My goal with this blog

I write about relevant changes in the way that people use the web and how startups are built to provide services and products for this ever changing wonderful thing we still know as "the web." As a former entrepreneur turned early-stage investor, my greatest hope is for this to be useful to other folks that are like me in the hopes that they can avoid some of the mistakes I've made.

Innovating at the edge

This article on Cuban kids building an alternative Internet to connect to each other given the straw-thin connection the country has to the real Internet is straight out of science fiction. For $2K per node, 9,000 nodes are coming together to assemble one of the world's largest LANs right in Havana and they are using it to connect, share, and generally communicate.

It's a good reminder for the rest of us that almost the entire layer cake of Internet protocols from the MAC layer on up can operate in a fully distributed and decentralized way. In an era when everyone uses the word "cloud" liberally to mean "centralized—" whether it be for storage of critical data or for compute cycles— examples of practical decentralization (beyond the 7 TPS possible with Bitcoin) are worth contemplating. Not because there aren't great benefits to running compute centralized in a managed fabric that can scale indefinitely but but because there is an equal if not greater amount of power in knowing that the same technologies can be used independently of the big "stacks" looking to monetize eyeballs or device upgrades and ransoming your data back to you to that very end.
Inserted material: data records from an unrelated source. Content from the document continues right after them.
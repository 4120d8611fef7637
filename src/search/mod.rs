//! Substring search over the stored lines, and the filtered view built from it.

pub mod filter;
pub mod matcher;

pub use filter::{ActiveFilter, FilterView};
pub use matcher::{match_lines, SEARCH_BATCH_LINES};
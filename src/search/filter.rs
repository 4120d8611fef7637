//! Persistent filter view: the set of stored lines matching the active query.

use memchr::memmem;

/// Substring query with case and invert options.
#[derive(Debug, Clone, PartialEq, Eq)]
pub struct ActiveFilter {
    query: String,
    needle: Vec<u8>,
    match_case: bool,
    invert: bool,
    fold_unicode: bool,
}

impl ActiveFilter {
    pub fn new(query: &str, match_case: bool, invert: bool) -> Self {
        let fold_unicode = !match_case && !query.is_ascii();
        let needle = if match_case {
            query.as_bytes().to_vec()
        } else if fold_unicode {
            query.to_lowercase().into_bytes()
        } else {
            query.as_bytes().to_ascii_lowercase()
        };
        Self {
            query: query.to_string(),
            needle,
            match_case,
            invert,
            fold_unicode,
        }
    }

    pub fn query(&self) -> &str {
        &self.query
    }

    pub fn match_case(&self) -> bool {
        self.match_case
    }

    pub fn invert(&self) -> bool {
        self.invert
    }

    /// Needle as searched for in raw (or ASCII-lowercased) bytes.
    pub(crate) fn needle(&self) -> &[u8] {
        &self.needle
    }

    /// True when matching can run over whole byte buffers: case-sensitive, or an
    /// ASCII query folded with ASCII lowercasing.
    pub(crate) fn is_byte_level(&self) -> bool {
        !self.fold_unicode
    }

    /// Whether `line` (without terminator) contains the query, ignoring `invert`.
    pub fn contains(&self, line: &[u8]) -> bool {
        if self.match_case {
            memmem::find(line, &self.needle).is_some()
        } else if self.fold_unicode {
            let folded = String::from_utf8_lossy(line).to_lowercase();
            memmem::find(folded.as_bytes(), &self.needle).is_some()
        } else {
            memmem::find(&line.to_ascii_lowercase(), &self.needle).is_some()
        }
    }

    /// Whether `line` belongs in the filtered view.
    pub fn matches(&self, line: &[u8]) -> bool {
        self.contains(line) != self.invert
    }
}

/// An active filter and the ascending line numbers it selects.
#[derive(Debug, Clone)]
pub struct FilterView {
    filter: ActiveFilter,
    lines: Vec<usize>,
}

impl FilterView {
    pub fn new(filter: ActiveFilter, lines: Vec<usize>) -> Self {
        debug_assert!(lines.windows(2).all(|w| w[0] < w[1]));
        Self { filter, lines }
    }

    pub fn filter(&self) -> &ActiveFilter {
        &self.filter
    }

    /// Stored line numbers in the view, ascending.
    pub fn lines(&self) -> &[usize] {
        &self.lines
    }

    pub fn len(&self) -> usize {
        self.lines.len()
    }

    pub fn is_empty(&self) -> bool {
        self.lines.is_empty()
    }

    /// Offers newly stored line `line_no`; it joins the view if it matches.
    pub fn offer(&mut self, line_no: usize, line: &[u8]) -> bool {
        debug_assert!(self.lines.last().map_or(true, |&last| last < line_no));
        let matched = self.filter.matches(line);
        if matched {
            self.lines.push(line_no);
        }
        matched
    }

    /// Empties the view while keeping the filter, for a fresh session.
    pub fn reset(&mut self) {
        self.lines.clear();
    }
}
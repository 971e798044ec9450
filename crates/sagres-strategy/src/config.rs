//! Strategy configuration.

use std::collections::BTreeMap;

use derive_more::Display;
use sagres_traits::{Result, SagresError};
use serde::{Deserialize, Serialize};

use crate::risk::RiskRules;
use crate::schedule::RebalanceFrequency;

fn check_fraction(name: &str, value: f64) -> Result<()> {
    if value.is_finite() && value > 0.0 && value <= 1.0 {
        Ok(())
    } else {
        Err(SagresError::Configuration(format!(
            "{name} must be in (0, 1], got {value}"
        )))
    }
}

fn check_allocation(name: &str, value: f64) -> Result<()> {
    if value.is_finite() && value >= 0.0 {
        Ok(())
    } else {
        Err(SagresError::Configuration(format!(
            "{name} must be a non-negative number, got {value}"
        )))
    }
}

/// Long-only selection parameters.
#[derive(Debug, Clone, PartialEq, Serialize, Deserialize)]
pub struct LongOnlyConfig {
    /// Fraction of the scored universe to hold (default: 0.5)
    pub selection_pct: f64,
    /// Lower bound on the number of holdings (default: 5)
    pub min_stocks: usize,
    /// Equal weights instead of capitalization weights (default: false)
    pub equal_weight: bool,
}

impl Default for LongOnlyConfig {
    fn default() -> Self {
        Self {
            selection_pct: 0.5,
            min_stocks: 5,
            equal_weight: false,
        }
    }
}

impl LongOnlyConfig {
    /// Checks the selection fraction.
    pub fn validate(&self) -> Result<()> {
        check_fraction("selection_pct", self.selection_pct)
    }
}

/// Long-short selection parameters.
#[derive(Debug, Clone, PartialEq, Serialize, Deserialize)]
pub struct LongShortConfig {
    /// Fraction of the universe held long (default: 0.4)
    pub long_pct: f64,
    /// Fraction of the universe held short (default: 0.2)
    pub short_pct: f64,
    /// Gross weight of the long book (default: 0.8)
    pub long_allocation: f64,
    /// Gross weight of the short book (default: 0.5)
    pub short_allocation: f64,
}

impl Default for LongShortConfig {
    fn default() -> Self {
        Self {
            long_pct: 0.4,
            short_pct: 0.2,
            long_allocation: 0.8,
            short_allocation: 0.5,
        }
    }
}

impl LongShortConfig {
    /// Checks fractions and allocations; the two books may not overlap.
    pub fn validate(&self) -> Result<()> {
        check_fraction("long_pct", self.long_pct)?;
        check_fraction("short_pct", self.short_pct)?;
        if self.long_pct + self.short_pct > 1.0 {
            return Err(SagresError::Configuration(format!(
                "long_pct + short_pct must not exceed 1, got {}",
                self.long_pct + self.short_pct
            )));
        }
        check_allocation("long_allocation", self.long_allocation)?;
        check_allocation("short_allocation", self.short_allocation)
    }
}

/// Which position sizer a strategy uses.
#[derive(Debug, Clone, PartialEq, Display, Serialize, Deserialize)]
#[serde(tag = "kind", rename_all = "snake_case")]
pub enum SizingConfig {
    /// Top-scored assets only
    #[display("long-only")]
    LongOnly(LongOnlyConfig),
    /// Long the top, short the bottom
    #[display("long-short")]
    LongShort(LongShortConfig),
}

impl Default for SizingConfig {
    fn default() -> Self {
        Self::LongOnly(LongOnlyConfig::default())
    }
}

impl SizingConfig {
    /// Validates the selected sizer's parameters.
    pub fn validate(&self) -> Result<()> {
        match self {
            Self::LongOnly(config) => config.validate(),
            Self::LongShort(config) => config.validate(),
        }
    }
}

/// Complete strategy configuration.
#[derive(Debug, Clone, Default, PartialEq, Serialize, Deserialize)]
pub struct StrategyConfig {
    /// Composite score weight per factor name
    pub factor_weights: BTreeMap<String, f64>,
    /// Rebalance calendar
    pub rebalance: RebalanceFrequency,
    /// Position sizing
    pub sizing: SizingConfig,
    /// Stop-loss and take-profit thresholds
    pub risk: RiskRules,
}

impl StrategyConfig {
    /// Validates every section.
    ///
    /// # Errors
    ///
    /// [`SagresError::Configuration`] if no factor has a finite non-zero weight or
    /// any section is invalid.
    pub fn validate(&self) -> Result<()> {
        if let Some((name, w)) = self.factor_weights.iter().find(|(_, w)| !w.is_finite()) {
            return Err(SagresError::Configuration(format!(
                "weight of factor '{name}' is not finite: {w}"
            )));
        }
        if self.factor_weights.values().all(|w| *w == 0.0) {
            return Err(SagresError::Configuration(
                "at least one factor needs a non-zero weight".to_string(),
            ));
        }
        self.sizing.validate()?;
        self.risk.validate()
    }
}
//! Common types used throughout the Sagres workspace.

use polars::prelude::*;

use crate::{Result, SagresError};

// Re-export date type from chrono
pub use chrono::NaiveDate as Date;

/// An asset identifier, typically a ticker such as "AAPL".
pub type Symbol = String;

/// Long-format tabular market data.
///
/// Wraps a Polars DataFrame with one row per `(symbol, date)` observation. The
/// adapters in `sagres-data` turn it into typed [`crate::PriceSeries`] and
/// [`crate::Panel`] values; the numeric core never touches the frame directly.
///
/// # Expected Schema
///
/// - `symbol`: asset identifier
/// - `date`: trading date (`YYYY-MM-DD` string or Polars `Date`)
/// - `adjusted_close`, `volume` for prices
/// - `market_cap` or a factor value column for panels
///
/// # Example
///
/// ```no_run
/// use sagres_traits::MarketData;
/// use polars::prelude::*;
///
/// let df = df! {
///     "symbol" => &["AAPL", "MSFT"],
///     "date" => &["2024-01-02", "2024-01-02"],
///     "adjusted_close" => &[185.6, 370.9],
/// }.unwrap();
///
/// let market_data = MarketData::new(df);
/// assert!(market_data.has_column("adjusted_close"));
/// ```
#[derive(Debug, Clone)]
pub struct MarketData {
    data: DataFrame,
}

impl MarketData {
    /// Creates a new `MarketData` instance from a DataFrame.
    pub const fn new(data: DataFrame) -> Self {
        Self { data }
    }

    /// Returns a reference to the underlying DataFrame.
    pub const fn data(&self) -> &DataFrame {
        &self.data
    }

    /// Consumes self and returns the underlying DataFrame.
    pub fn into_inner(self) -> DataFrame {
        self.data
    }

    /// Returns the number of rows.
    pub fn len(&self) -> usize {
        self.data.height()
    }

    /// Returns whether the frame has no rows.
    pub fn is_empty(&self) -> bool {
        self.data.height() == 0
    }

    /// Returns the column names.
    pub fn columns(&self) -> Vec<String> {
        self.data
            .get_column_names()
            .iter()
            .map(|s| s.to_string())
            .collect()
    }

    /// Checks if a column exists.
    pub fn has_column(&self, name: &str) -> bool {
        self.data
            .get_column_names()
            .iter()
            .any(|s| s.as_str() == name)
    }

    /// Gets a column by name.
    pub fn column(&self, name: &str) -> Option<&Column> {
        self.data.column(name).ok()
    }

    /// Fails with [`SagresError::MissingColumn`] naming the first absent column.
    pub fn require_columns(&self, names: &[&str]) -> Result<()> {
        match names.iter().find(|name| !self.has_column(name)) {
            Some(missing) => Err(SagresError::MissingColumn((*missing).to_string())),
            None => Ok(()),
        }
    }
}

impl From<DataFrame> for MarketData {
    fn from(data: DataFrame) -> Self {
        Self::new(data)
    }
}

impl AsRef<DataFrame> for MarketData {
    fn as_ref(&self) -> &DataFrame {
        &self.data
    }
}

#[cfg(test)]
mod tests {
    use super::*;

    fn sample() -> MarketData {
        let df = df! {
            "symbol" => &["AAPL", "MSFT"],
            "date" => &["2024-01-02", "2024-01-02"],
            "adjusted_close" => &[185.6, 370.9],
        }
        .unwrap();
        MarketData::from(df)
    }

    #[test]
    fn test_market_data_empty() {
        let market_data = MarketData::new(DataFrame::default());
        assert!(market_data.is_empty());
        assert_eq!(market_data.len(), 0);
    }

    #[test]
    fn test_market_data_columns() {
        let market_data = sample();
        assert_eq!(market_data.len(), 2);
        assert_eq!(market_data.columns().len(), 3);
        assert!(market_data.has_column("symbol"));
        assert!(!market_data.has_column("volume"));
        assert!(market_data.column("date").is_some());
    }

    #[test]
    fn test_require_columns() {
        let market_data = sample();
        assert!(market_data.require_columns(&["symbol", "date"]).is_ok());

        let err = market_data
            .require_columns(&["symbol", "market_cap", "volume"])
            .unwrap_err();
        assert!(matches!(err, SagresError::MissingColumn(ref c) if c == "market_cap"));
    }

    #[test]
    fn test_into_inner() {
        let inner = sample().into_inner();
        assert_eq!(inner.height(), 2);
    }
}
I'm not sure where decentralization goes as far as disruptive technologies that businesses can be built upon but here are a few areas that I think are fertile enough to explore:

  • What does a decentralized sensor network look like in an era where we all carry at least a half dozen sensors within the smartphones in our pockets every day? Can a mesh of these sensors provide localized intelligence for making interesting decisions about things beyond commute traffic? Tornadoes in the midwest of the US and barometric pressure come to mind as does ambient noise and impending danger in urban areas.
  • How does connectivity decentralize if we presume no readily accessible carrier infrastructure? Can devices move to a store-and-forward model for data packets, waiting to be backhauled via WIFI to the Internet? One can imagine all sorts of new applications emerging from the lack of $5/10/20/40 per device per month connectivity tithe, especially if married to suitably low-powered radios.
  • What does it mean to decentralize compute? Already we have seen that the limits of Moore's Law are being addressed with multiple cores on the same server, but if we split workloads among the cores embedded in our phones and other everyday devices, are there inherent advantages to pushing computation to the very edge? [I am way over my skis here] Could one could imagine a series of deep neural networks whose inputs and outputs are made up of distributed processors that aren't living in the same datacenter and therefore do not work as part of one coordinated whole but a bunch of distributed network elements in the real world? There might be no application gains from an architecture like this but how will we know until we try?

I'm not sure that decentralization as a theme works in IT as it seems we've spent the last 30 years trying to put the horse back into the mainframe barn in every domain except for the one that renders the interface at the last mile (the GPU, the capacitive touch screen, the VR/AR glasses, etc.) but as our friends south of Key West remind us in the aforementioned article, it might be something worth exploring.